Celle-ci nous confronte à la présence d’un monde silencieux et immobile, épuré et tout en surface, la photographie effleurant avec douceur des corps et des lieux. La pénétration de l’un dans l’autre, l’empiètement du corps et du lieu qu’il habite, autant qu’il est habité, hanté par lui, est rendue visible par un jeu de transparence. Présence fantomatique d’une personne non reconnaissable sauf pour les intimes (très intimes même puisque seul est visible un corps nu sans la tête), bien qu’elle soit effectivement passée sous l’objectif. Comme l’atteste l’utilisation de la photographie argentique sans « trucage ». Un autre cliché manifeste également cette pénétration de l’intérieur et de l’extérieur — de l’extérieur (la ville, la rue) dans l’intérieur (un appartement) par la présence d’une plante rampante. Evocation métaphorique d’un bruit qui court, qui pénètre les esprits et les lieux sans que la source ou l’origine de ce bruit soit visible et palpable.
Tout autre est le travail de Stanislas Amand.

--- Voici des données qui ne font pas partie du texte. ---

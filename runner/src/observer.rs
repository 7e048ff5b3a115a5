//! Step observers: how a running search reports progress to the outside
//!
//! The search never talks to a renderer directly. Every forward step,
//! backtrack, completion, and exhaustion is turned into a [`StepEvent`] that
//! carries owned snapshots of the current position, path, and explored cells,
//! and handed to whatever [`StepObserver`] the host supplied: a UI bridge, a
//! test recorder, a log writer.

use std::sync::{Arc, Mutex, PoisonError};

use serde::{Deserialize, Serialize};

use crate::wire::Coord;

/// One observable moment of a run
#[derive(Debug, Clone, Serialize, Deserialize, PartialEq, Eq)]
#[serde(tag = "type", rename_all = "snake_case")]
pub enum StepEvent {
    /// A cell was entered: marked visited and pushed onto the path
    Step {
        position: Coord,
        visited: Vec<Coord>,
        path: Vec<Coord>,
    },
    /// A dead end was popped; `position` is the cell fallen back to, if any
    Backtrack {
        position: Option<Coord>,
        visited: Vec<Coord>,
        path: Vec<Coord>,
    },
    /// An exit was reached; `solution` runs from the start to that exit
    Completed {
        solution: Vec<Coord>,
        visited: Vec<Coord>,
    },
    /// Every branch from the start was explored without reaching an exit
    NoSolution { visited: Vec<Coord> },
}

impl StepEvent {
    pub fn is_terminal(&self) -> bool {
        matches!(self, StepEvent::Completed { .. } | StepEvent::NoSolution { .. })
    }

    /// Cell the walker is drawn on after this event
    pub fn position(&self) -> Option<Coord> {
        match self {
            StepEvent::Step { position, .. } => Some(*position),
            StepEvent::Backtrack { position, .. } => *position,
            StepEvent::Completed { solution, .. } => solution.last().copied(),
            StepEvent::NoSolution { .. } => None,
        }
    }

    pub fn path(&self) -> &[Coord] {
        match self {
            StepEvent::Step { path, .. } | StepEvent::Backtrack { path, .. } => path,
            StepEvent::Completed { solution, .. } => solution,
            StepEvent::NoSolution { .. } => &[],
        }
    }

    pub fn visited(&self) -> &[Coord] {
        match self {
            StepEvent::Step { visited, .. }
            | StepEvent::Backtrack { visited, .. }
            | StepEvent::Completed { visited, .. }
            | StepEvent::NoSolution { visited } => visited,
        }
    }
}

/// Receiver of step events
///
/// Observers run on the task driving the search, so they must be `Send` and
/// should return quickly; the step delay is applied after they return.
pub trait StepObserver: Send {
    fn on_event(&mut self, event: &StepEvent);
}

impl<F> StepObserver for F
where
    F: FnMut(&StepEvent) + Send,
{
    fn on_event(&mut self, event: &StepEvent) {
        self(event)
    }
}

/// Discards every event
#[derive(Debug, Default, Clone, Copy)]
pub struct NullObserver;

impl StepObserver for NullObserver {
    fn on_event(&mut self, _event: &StepEvent) {}
}

/// Logs every event through `tracing`
#[derive(Debug, Default, Clone, Copy)]
pub struct TracingObserver;

impl StepObserver for TracingObserver {
    fn on_event(&mut self, event: &StepEvent) {
        match event {
            StepEvent::Step { position, path, visited } => tracing::debug!(
                row = position.row,
                col = position.col,
                depth = path.len(),
                visited = visited.len(),
                "step"
            ),
            StepEvent::Backtrack { position, path, .. } => {
                tracing::debug!(to = ?position, depth = path.len(), "backtrack")
            }
            StepEvent::Completed { solution, visited } => tracing::info!(
                length = solution.len(),
                visited = visited.len(),
                "exit reached"
            ),
            StepEvent::NoSolution { visited } => {
                tracing::info!(visited = visited.len(), "no path to any exit")
            }
        }
    }
}

/// Keeps every event; clones share the same log
///
/// Hand one clone to a controller and keep another to inspect what it saw.
#[derive(Debug, Default, Clone)]
pub struct Recorder {
    events: Arc<Mutex<Vec<StepEvent>>>,
}

impl Recorder {
    pub fn new() -> Self {
        Self::default()
    }

    pub fn events(&self) -> Vec<StepEvent> {
        self.events.lock().unwrap_or_else(PoisonError::into_inner).clone()
    }

    pub fn len(&self) -> usize {
        self.events.lock().unwrap_or_else(PoisonError::into_inner).len()
    }

    pub fn is_empty(&self) -> bool {
        self.len() == 0
    }

    pub fn clear(&self) {
        self.events.lock().unwrap_or_else(PoisonError::into_inner).clear();
    }
}

impl StepObserver for Recorder {
    fn on_event(&mut self, event: &StepEvent) {
        self.events
            .lock()
            .unwrap_or_else(PoisonError::into_inner)
            .push(event.clone());
    }
}
//! Maze model, validation, and backtracking search
//!
//! This crate holds everything about a maze that does not depend on time or
//! I/O: the grid model, the breadth-first connectivity check, the acceptance
//! rules applied to candidate mazes, the step-by-step depth-first solver, and
//! a seeded candidate carver.
//!
//! The crate is no_std compatible (it only needs `alloc`); the `std` feature
//! adds `std::error::Error` impls for host-side convenience.

#![no_std]

extern crate alloc;
#[cfg(feature = "std")]
extern crate std;

pub mod grid;
pub mod maze_gen;
pub mod rng;
pub mod rules;
pub mod solver;
pub mod validate;

// Re-export commonly used types for convenience
pub use grid::{Cell, Direction, Grid, GridError, Position, VisitedSet};
pub use maze_gen::{carve, CarveError, MazeStats};
pub use rng::SimpleLCG;
pub use rules::{accept, accept_with_any_exits, ExitRule, Rejection, RejectionKind};
pub use solver::{solve, Search, SearchOutcome, SolveError, Step};
pub use validate::{check_connectivity, explore, Connectivity, Reach, StructureError};

/// Smallest side length a generator may be asked for
pub const MIN_SIDE: usize = 5;
/// Largest side length a generator may be asked for
pub const MAX_SIDE: usize = 30;

pub const MIN_EXITS: usize = 1;
pub const MAX_EXITS: usize = 5;

/// Step delay at speed multiplier 1.0, in milliseconds
pub const BASE_STEP_DELAY_MS: u64 = 500;

/// Generation attempts before a request is given up
pub const DEFAULT_GENERATION_ATTEMPTS: usize = 3;

#[cfg(test)]
mod tests {
    use super::*;

    #[test]
    fn test_constants() {
        assert!(MIN_SIDE <= MAX_SIDE);
        assert!(MIN_EXITS <= MAX_EXITS);
        // The smallest allowed maze must fit the largest allowed exit count
        assert!(carve(MIN_SIDE, MIN_SIDE, MAX_EXITS, 1).is_ok());
    }

    /// Every maze the rules accept is solved by the backtracking search
    #[test]
    fn test_accepted_mazes_never_exhaust() {
        for seed in 1..40u32 {
            let rows = MIN_SIDE + (seed as usize * 7) % (MAX_SIDE - MIN_SIDE + 1);
            let cols = MIN_SIDE + (seed as usize * 11) % (MAX_SIDE - MIN_SIDE + 1);
            let exits = MIN_EXITS + seed as usize % MAX_EXITS;
            let raw = carve(rows, cols, exits, seed).unwrap().to_rows();
            let grid = accept(&raw, exits).unwrap();
            let outcome = solve(&grid).unwrap();
            assert!(outcome.solution().is_some(), "seed {} exhausted", seed);
        }

        // Hand-written mazes
        for text in ["S..\n.#.\n..E", "S#E\n.#.\n...", "E.S"] {
            let grid = Grid::parse(text).unwrap();
            if rules::check_grid(&grid, ExitRule::AtLeastOne).is_ok() {
                assert!(solve(&grid).unwrap().solution().is_some());
            }
        }
    }
}
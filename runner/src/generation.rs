//! Generation with retries
//!
//! A [`MazeSource`] produces candidate text (an external generator, or the
//! offline [`LocalSource`]). Each candidate is parsed and run through the
//! acceptance rules; the first one that passes is returned. After a fixed
//! number of failed attempts the caller gets the last failure back.

use std::future::Future;

use maze_core::{carve, accept, CarveError, Grid, MazeStats, Rejection};
use maze_core::{MAX_EXITS, MAX_SIDE, MIN_EXITS, MIN_SIDE};
use serde::{Deserialize, Serialize};
use thiserror::Error;

use crate::parse::{parse_generated, ParseError};

/// Requested maze shape
#[derive(Debug, Clone, Copy, Serialize, Deserialize, PartialEq, Eq)]
pub struct GenerationRequest {
    pub rows: usize,
    pub cols: usize,
    #[serde(alias = "exits")]
    pub exit_count: usize,
}

impl GenerationRequest {
    pub fn new(rows: usize, cols: usize, exit_count: usize) -> Result<Self, GenerationError> {
        let request = Self {
            rows,
            cols,
            exit_count,
        };
        request.validate()?;
        Ok(request)
    }

    pub fn validate(&self) -> Result<(), GenerationError> {
        check_range("rows", self.rows, MIN_SIDE, MAX_SIDE)?;
        check_range("cols", self.cols, MIN_SIDE, MAX_SIDE)?;
        check_range("exit_count", self.exit_count, MIN_EXITS, MAX_EXITS)
    }
}

fn check_range(field: &'static str, value: usize, min: usize, max: usize) -> Result<(), GenerationError> {
    if (min..=max).contains(&value) {
        Ok(())
    } else {
        Err(GenerationError::InvalidRequest {
            field,
            value,
            min,
            max,
        })
    }
}

/// Failure of the source itself, before any parsing
#[derive(Debug, Error)]
pub enum SourceError {
    #[error("generator unavailable: {0}")]
    Unavailable(String),

    #[error(transparent)]
    Carve(#[from] CarveError),

    #[error("failed to encode candidate: {0}")]
    Encode(#[from] serde_json::Error),
}

/// Why one attempt did not produce an accepted maze
#[derive(Debug, Error)]
pub enum AttemptFailure {
    #[error(transparent)]
    Source(#[from] SourceError),

    #[error(transparent)]
    Parse(#[from] ParseError),

    #[error(transparent)]
    Rejected(#[from] Rejection),
}

#[derive(Debug, Error)]
pub enum GenerationError {
    #[error("{field} must be between {min} and {max}, got {value}")]
    InvalidRequest {
        field: &'static str,
        value: usize,
        min: usize,
        max: usize,
    },

    #[error("no acceptable maze after {attempts} attempt(s): {last}")]
    Exhausted {
        attempts: usize,
        #[source]
        last: AttemptFailure,
    },
}

/// Anything that can be asked for a candidate maze
pub trait MazeSource {
    fn name(&self) -> &str;

    /// One attempt; the returned text is parsed by [`parse_generated`]
    fn fetch(
        &mut self,
        request: &GenerationRequest,
    ) -> impl Future<Output = Result<String, SourceError>> + Send;
}

/// Offline source built on the seeded carver
///
/// The seed advances on every fetch, so retries see different mazes while a
/// given starting seed still reproduces the same sequence.
#[derive(Debug, Clone)]
pub struct LocalSource {
    seed: u32,
}

impl LocalSource {
    pub fn new(seed: u32) -> Self {
        Self { seed }
    }

    pub fn seed(&self) -> u32 {
        self.seed
    }

    fn next_candidate(&mut self, request: &GenerationRequest) -> Result<String, SourceError> {
        let grid = carve(request.rows, request.cols, request.exit_count, self.seed)?;
        self.seed = self.seed.wrapping_add(1);
        let body = serde_json::json!({ "maze": grid.to_rows() });
        Ok(serde_json::to_string(&body)?)
    }
}

impl MazeSource for LocalSource {
    fn name(&self) -> &str {
        "local"
    }

    fn fetch(
        &mut self,
        request: &GenerationRequest,
    ) -> impl Future<Output = Result<String, SourceError>> + Send {
        std::future::ready(self.next_candidate(request))
    }
}

/// An accepted maze and how many attempts it took
#[derive(Debug, Clone)]
pub struct Generated {
    pub grid: Grid,
    pub attempts: usize,
}

/// Ask `source` for up to `attempts` candidates and return the first accepted one
///
/// Candidates must carry exactly `request.exit_count` exits. A shape that
/// differs from the requested one is logged but not rejected.
pub async fn generate_accepted<S: MazeSource>(
    source: &mut S,
    request: &GenerationRequest,
    attempts: usize,
) -> Result<Generated, GenerationError> {
    request.validate()?;
    let attempts = attempts.max(1);
    let mut last = None;

    for attempt in 1..=attempts {
        tracing::info!(
            source = source.name(),
            attempt,
            attempts,
            rows = request.rows,
            cols = request.cols,
            exits = request.exit_count,
            "requesting maze"
        );

        match try_candidate(source, request).await {
            Ok(grid) => {
                let stats = MazeStats::of(&grid);
                tracing::info!(
                    attempt,
                    dead_ends = stats.dead_ends,
                    junctions = stats.junctions,
                    wall_ratio = stats.wall_ratio,
                    "maze accepted"
                );
                return Ok(Generated {
                    grid,
                    attempts: attempt,
                });
            }
            Err(failure) => {
                tracing::warn!(attempt, reason = %failure, "candidate rejected");
                last = Some(failure);
            }
        }
    }

    let last = last.unwrap_or_else(|| {
        AttemptFailure::Source(SourceError::Unavailable("no attempt was made".into()))
    });
    tracing::error!(attempts, reason = %last, "maze generation failed");
    Err(GenerationError::Exhausted { attempts, last })
}

async fn try_candidate<S: MazeSource>(
    source: &mut S,
    request: &GenerationRequest,
) -> Result<Grid, AttemptFailure> {
    let text = source.fetch(request).await?;
    let rows = parse_generated(&text)?;

    if rows.len() != request.rows || rows.iter().any(|row| row.len() != request.cols) {
        tracing::warn!(
            expected_rows = request.rows,
            expected_cols = request.cols,
            rows = rows.len(),
            "candidate shape differs from the request"
        );
    }

    Ok(accept(&rows, request.exit_count)?)
}
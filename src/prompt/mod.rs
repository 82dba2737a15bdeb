use crate::draft::PromptDraft;

const NOT_SPECIFIED: &str = "Not specified";

fn or_not_specified(value: &str) -> &str {
    if value.is_empty() {
        NOT_SPECIFIED
    } else {
        value
    }
}

fn output_rules() -> &'static str {
r#"Output Rules:
- Use Markdown for structure with these sections, in order: **Role**, **Task**, **Specifications**, **Validation**.
- The prompt must be clear, concise and follow best practices for prompting AI models.
- Generate ONLY the final, optimized prompt as a single block of Markdown text.
- Do not include any explanatory text before or after the prompt itself."#
}

/// Instruction for the Diagnose step. Empty structured fields read as
/// "Not specified"; the initial prompt is embedded as typed.
pub fn diagnose_instruction(draft: &PromptDraft) -> String {
    format!(
r#"Based on these deconstructed requirements for an AI prompt, diagnose potential weaknesses and suggest specific improvements. Focus on adding clarity, specificity, providing context, and defining the format for the output.

**Deconstructed Requirements:**
- Core Task: {core_task}
- Inputs: {inputs}
- Desired Output: {output}
- Critical Features/Constraints: {features}

If the initial prompt was provided, here it is for context:
Initial Prompt: "{raw_prompt}"

Provide your diagnosis and suggestions as a clear, bulleted list of actionable improvements. Do not generate the full prompt, only the improvements."#,
        core_task = or_not_specified(&draft.core_task),
        inputs = or_not_specified(&draft.inputs),
        output = or_not_specified(&draft.output),
        features = or_not_specified(&draft.features),
        raw_prompt = draft.raw_prompt,
    )
}

/// Instruction for the Develop step: synthesize the draft and the diagnosed
/// improvements into one structured prompt document.
pub fn develop_instruction(draft: &PromptDraft, improvements: &str) -> String {
    format!(
r#"You are an expert prompt engineer. Your task is to draft a complete, well-structured, and optimized prompt using the 4-D methodology.

**1. Deconstructed Requirements:**
- Core Task: {core_task}
- Inputs: {inputs}
- Desired Output: {output}
- Critical Features/Constraints: {features}

**2. Diagnosed Improvements to Incorporate:**
{improvements}

**Your Task:**
Synthesize all the information above into a final, polished prompt.

{rules}"#,
        core_task = draft.core_task,
        inputs = draft.inputs,
        output = draft.output,
        features = draft.features,
        improvements = improvements,
        rules = output_rules(),
    )
}

#[cfg(test)]
mod tests {
    use super::*;

    #[test]
    fn diagnose_fills_blanks_except_raw_prompt() {
        let draft = PromptDraft {
            core_task: "Summarize an article".into(),
            output: "3 bullet points".into(),
            ..Default::default()
        };
        let text = diagnose_instruction(&draft);
        assert!(text.contains("- Core Task: Summarize an article"));
        assert!(text.contains("- Desired Output: 3 bullet points"));
        assert!(text.contains("- Inputs: Not specified"));
        assert!(text.contains("- Critical Features/Constraints: Not specified"));
        assert!(text.contains("Initial Prompt: \"\""));
        assert!(text.contains("bulleted list of actionable improvements"));
    }

    #[test]
    fn diagnose_embeds_raw_prompt_verbatim() {
        let draft = PromptDraft {
            raw_prompt: "Make a social media post about my new product".into(),
            ..Default::default()
        };
        let text = diagnose_instruction(&draft);
        assert!(text.contains("Initial Prompt: \"Make a social media post about my new product\""));
        assert!(text.contains("- Core Task: Not specified"));
    }

    #[test]
    fn develop_carries_improvements_and_sections() {
        let draft = PromptDraft {
            core_task: "Summarize an article".into(),
            output: "3 bullet points".into(),
            ..Default::default()
        };
        let text = develop_instruction(&draft, "- Add length constraint");
        assert!(text.contains("**2. Diagnosed Improvements to Incorporate:**\n- Add length constraint"));
        assert!(text.contains("- Core Task: Summarize an article"));
        for section in ["**Role**", "**Task**", "**Specifications**", "**Validation**"] {
            assert!(text.contains(section), "missing {section}");
        }
        assert!(text.contains("Generate ONLY the final, optimized prompt"));
    }

    #[test]
    fn instructions_are_deterministic() {
        let draft = PromptDraft {
            core_task: "x".into(),
            output: "y".into(),
            features: "z".into(),
            ..Default::default()
        };
        assert_eq!(diagnose_instruction(&draft), diagnose_instruction(&draft));
        assert_eq!(develop_instruction(&draft, "i"), develop_instruction(&draft, "i"));
    }
}
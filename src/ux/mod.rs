use colored::Colorize;
use indicatif::{ProgressBar, ProgressStyle};
use std::io::{self, BufRead, Write};
use std::time::Duration;

use crate::draft::Field;
use crate::wizard::{GenerationKind, Step};

pub fn header(out: &mut impl Write) -> io::Result<()> {
    writeln!(out, "\n{}", "┏━━━━━━━━━━━━━━━━━━━━━━━━ PromptGen ━━━━━━━━━━━━━━━━━━━━━━━━┓".bold())?;
    writeln!(out, "  Craft high-performance AI prompts with the 4-D method.")?;
    writeln!(out, "{}", "┗━━━━━━━━━━━━━━━━━━━━━━━━━━━━━━━━━━━━━━━━━━━━━━━━━━━━━━━━━━━┛".bold())
}

/// One line with every step: completed ones ticked, the current one
/// highlighted, upcoming ones dimmed.
pub fn step_indicator(out: &mut impl Write, current: Step) -> io::Result<()> {
    let parts: Vec<String> = Step::all()
        .iter()
        .map(|s| {
            let label = format!("{} {}", s.number(), s.title());
            if *s < current {
                format!("✓ {}", label).green().to_string()
            } else if *s == current {
                format!("[{}]", label).cyan().bold().to_string()
            } else {
                label.dimmed().to_string()
            }
        })
        .collect();
    writeln!(out, "\n{}", parts.join("  ›  "))
}

pub fn step_heading(out: &mut impl Write, step: Step) -> io::Result<()> {
    writeln!(out, "\n{}", format!("Step {}: {}", step.number(), step.title()).bold())?;
    writeln!(out, "{}", step.description().dimmed())
}

pub fn field_prompt(out: &mut impl Write, field: Field, current: &str) -> io::Result<()> {
    let marker = if field.required() { " *".red().to_string() } else { String::new() };
    writeln!(out, "\n{}{}", field.label().bold(), marker)?;
    if current.is_empty() {
        writeln!(out, "  {}", field.placeholder().dimmed())?;
    } else {
        writeln!(out, "  current: {}", current)?;
    }
    write!(out, "> ")?;
    out.flush()
}

pub fn missing_fields(out: &mut impl Write, missing: &[Field]) -> io::Result<()> {
    let names: Vec<&str> = missing.iter().map(|f| f.label()).collect();
    writeln!(
        out,
        "\n{} {}",
        "Required:".yellow().bold(),
        names.join(", ")
    )
}

pub fn result(out: &mut impl Write, kind: GenerationKind, text: &str) -> io::Result<()> {
    let heading = match kind {
        GenerationKind::Diagnose => "Suggested Improvements",
        GenerationKind::Develop => "Final Prompt",
    };
    writeln!(out, "\n{}", heading.green().bold())?;
    writeln!(out, "{}", indent(text, 2))
}

pub fn error(out: &mut impl Write, message: &str) -> io::Result<()> {
    writeln!(out, "\n{} {}", "Error:".red().bold(), message)?;
    writeln!(out, "  {} Try again", "[r]".bold())
}

/// The final prompt exactly as generated or edited, with no decoration.
pub fn deliver(out: &mut impl Write, text: &str) -> io::Result<()> {
    writeln!(out, "\n{}", "Your prompt is ready".green().bold())?;
    writeln!(out)?;
    writeln!(out, "{}", text)
}

pub fn actions(out: &mut impl Write, actions: &[(&str, &str)]) -> io::Result<()> {
    let hints: Vec<String> = actions
        .iter()
        .map(|(key, label)| format!("{} {}", format!("[{}]", key).bold(), label))
        .collect();
    write!(out, "\n{}\n> ", hints.join("  "))?;
    out.flush()
}

pub fn notice(out: &mut impl Write, message: &str) -> io::Result<()> {
    writeln!(out, "{}", message.yellow())
}

pub fn success(out: &mut impl Write, message: &str) -> io::Result<()> {
    writeln!(out, "{}", message.green())
}

pub fn loading_message(kind: GenerationKind) -> &'static str {
    match kind {
        GenerationKind::Diagnose => "Diagnosing prompt...",
        GenerationKind::Develop => "Generating final prompt...",
    }
}

/// A ticking spinner on stderr, or `None` when progress output is off.
pub fn spinner(kind: GenerationKind, enabled: bool) -> Option<ProgressBar> {
    if !enabled {
        return None;
    }
    let pb = ProgressBar::new_spinner();
    pb.set_style(
        ProgressStyle::with_template("{spinner:.cyan} {msg}")
            .unwrap_or_else(|_| ProgressStyle::default_spinner()),
    );
    pb.set_message(loading_message(kind));
    pb.enable_steady_tick(Duration::from_millis(100));
    Some(pb)
}

/// Next line without its line ending; `None` at end of input.
pub fn read_line(input: &mut impl BufRead) -> io::Result<Option<String>> {
    let mut line = String::new();
    if input.read_line(&mut line)? == 0 {
        return Ok(None);
    }
    let trimmed = line.trim_end_matches(['\n', '\r']).len();
    line.truncate(trimmed);
    Ok(Some(line))
}

pub fn indent(s: &str, n: usize) -> String {
    let pad = " ".repeat(n);
    s.lines()
        .map(|l| format!("{}{}", pad, l))
        .collect::<Vec<_>>()
        .join("\n")
}
use chrono::{DateTime, Utc};
use fs_err as fs;
use serde::Serialize;
use serde_json::to_string_pretty;
use std::path::{Path, PathBuf};
use std::sync::atomic::{AtomicUsize, Ordering};
use tracing::debug;
use uuid::Uuid;

/// One generation attempt as written to disk.
#[derive(Debug, Serialize)]
pub struct Exchange<'a> {
    pub stage: &'a str,
    pub provider: &'a str,
    pub model: &'a str,
    pub timestamp: DateTime<Utc>,
    pub instruction: &'a str,
    #[serde(skip_serializing_if = "Option::is_none")]
    pub response: Option<&'a str>,
    #[serde(skip_serializing_if = "Option::is_none")]
    pub error: Option<String>,
}

/// Per-run directory `<root>/<session>/` holding `NN-<stage>.json` files.
pub struct Transcript {
    dir: PathBuf,
    session: Uuid,
    seq: AtomicUsize,
}

impl Transcript {
    pub fn create(root: &Path) -> anyhow::Result<Self> {
        let session = Uuid::new_v4();
        let dir = root.join(session.to_string());
        fs::create_dir_all(&dir)?;
        debug!(dir = %dir.display(), "transcript directory created");
        Ok(Self { dir, session, seq: AtomicUsize::new(0) })
    }

    pub fn dir(&self) -> &Path {
        &self.dir
    }

    pub fn session(&self) -> Uuid {
        self.session
    }

    pub fn record(&self, exchange: &Exchange<'_>) -> anyhow::Result<PathBuf> {
        let seq = self.seq.fetch_add(1, Ordering::SeqCst) + 1;
        let path = self.dir.join(format!("{seq:02}-{}.json", exchange.stage));
        fs::write(&path, to_string_pretty(exchange)?)?;
        debug!(path = %path.display(), "exchange recorded");
        Ok(path)
    }
}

La dimension esthétique des images passe au second plan (les photographies sont photocopiées) et la dimension poétique est présente à un autre niveau, en s’associant à une dimension analytique, critique et humoristique à la fois. Les Lettres à une galeriste présentées ici s’inscrivent dans un travail amorcé en 2004 et se construisent peu à peu autour du projet de Maquette de livre en construction. L’artiste a créé pour l’occasion des œuvres spécifiques liées au lieu d’exposition, évoqué à plusieurs reprises dans différentes lettres. Celles-ci sont présentées sous forme de mails mêlant textes et images, agrandies et présentées au mur. Le choix de présenter les écrits sous forme d’une correspondance — fictive, autobiographique ? — et non de journal intime ou de notes personnelles les inscrivent d’emblée dans un réseau de relations, d’échanges humains, de pensées et de regards. Dans un espace visuel et réflexif commun.
Le texte ne redouble pas les images, ni les images ne redoublent le texte : ils ouvrent ensemble un espace de relations et de significations, où notre monde est interrogé et le regard sur celui-ci, à construire. Il semble difficile d’affirmer qu’un thème à proprement parler réunisse les lettres présentées : la ville, les médias, la politique, l’art, etc. sont évoqués, critiqués, détournés ou interrogés et laissent entrevoir un rapport au monde qui s’élabore au contact des choses, au fil des rencontres et des déambulations urbaines le plus souvent. Ce qui pourrait donner lieu à de grands récits abstraits s’actualise dans le quotidien, la prise sur le réel se fait sur les détails, en contexte. Pensée toujours située, inscription temporelle et spatiale, comme (avec) la photographie.
A l’opposé du trop plein d’images médiatiques, les images ici se font désirer. Peu nombreuses, précieuses et « banales » à la fois. Il ne s’agit pas de produire des images de plus, qui se surajouteraient simplement aux autres déjà existantes, mais de construire les images autrement, en interrogeant leurs conditions de fonctionnement. Transparait en effet en filigrane la volonté non pas de réaliser sans cesse de nouvelles images (certaines photographies présentées dans les lettres datent de la fin des années quatre-vingt), mais de nouveaux usages et de nouvelles articulations entre elles. La dimension critique, présente notamment envers les images médiatiques, sollicite une réflexion sur la politique du regard : jusqu’à quel point les images peuvent être liées à une logique politique, idéologique, économique ? Selon le philosophe Marie-José Mondzain, ce qui participe à la violence des images liées aux industries audiovisuelles est le fait qu’elles ne s’adressent plus à des sujets parlants…
Ces œuvres témoignent du désir de faire image, mais pas n’importe quelle image, du désir d’apprendre à voir, mais pas seulement avec les images. Les mots aussi font voir, participent d’une dynamique visuelle. Les Lettres à une galeriste aménagent une rencontre avec soi-même, les autres et le monde. La raconte. Et de ce récit, on peut tout à la fois dire qu’il est fictif et qu’il est vrai.